Network Centrality as a New Perspective on Microservice Architecture
Alexander Bakhtin, Matteo Esposito, Valentina Lenarduzzi, Davide Taibi
TL;DR
The paper investigates whether network centrality metrics applied to a microservice SDG provide insights beyond traditional size, complexity, and quality metrics. By reconstructing 53 microservices across 24 OSS Java Spring projects and computing 155 SM/CM metrics, the authors analyze 902 metric correlations, finding 282 significant but generally weak-to-moderate relationships, largely driven by the SDG structure. They observe that centrality correlates with API exposure and tends to align with simpler, well-maintained services, while subgraph centrality shows distinct patterns, including links to security signals. The work proposes centrality as a complementary lens for architectural analysis and anti-pattern detection in MSAs, suggesting ratio-based centralities for robust cross-system thresholds and calling for further study of subgraph centrality’s applicability.
Abstract
Context: Over the past decade, the adoption of Microservice Architecture (MSA) has led to the identification of various patterns and anti-patterns, such as Nano/Mega/Hub services. Detecting these anti-patterns often involves modeling the system as a Service Dependency Graph (SDG) and applying graph-theoretic approaches.

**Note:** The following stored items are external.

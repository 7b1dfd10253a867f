//! Terminal commands

use super::AppState;
use crate::error::CoreError;

impl AppState {
    /// Open a shell; output arrives on the terminal event stream under the returned id.
    pub async fn terminal_create(
        &self,
        connection_id: &str,
        session_id: Option<String>,
    ) -> Result<String, CoreError> {
        self.ensure_connected(connection_id).await?;
        self.terminals.create(connection_id, session_id).await
    }

    pub async fn terminal_write(&self, session_id: &str, data: Vec<u8>) -> Result<(), CoreError> {
        self.terminals.write(session_id, data).await
    }

    /// Zero-sized viewports are not forwarded; returns whether the PTY was resized.
    pub async fn terminal_resize(
        &self,
        session_id: &str,
        cols: u16,
        rows: u16,
    ) -> Result<bool, CoreError> {
        self.terminals.resize(session_id, cols, rows).await
    }

    pub fn terminal_stop(&self, session_id: &str) {
        self.terminals.stop(session_id);
    }
}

Aim: While previous research has explored software metrics (SMs) such as size, complexity, and quality for assessing MSAs, the potential of graph-specific metrics like network centrality remains largely unexplored. This study investigates whether centrality metrics (CMs) can provide new insights into MSA quality and facilitate the detection of architectural anti-patterns, complementing or extending traditional SMs. Method: We analyzed 24 open-source MSA projects, reconstructing their architectures to study 53 microservices. We measured SMs and CMs for each microservice and tested their correlation to determine the relationship between these metric types. Results and Conclusion: Among 902 computed metric correlations, we found weak to moderate correlation in 282 cases. These findings suggest that centrality metrics offer a novel perspective for understanding MSA properties. Specifically, ratio-based centrality metrics show promise for detecting specific anti-patterns, while subgraph centrality needs further investigation for its applicability in architectural assessments.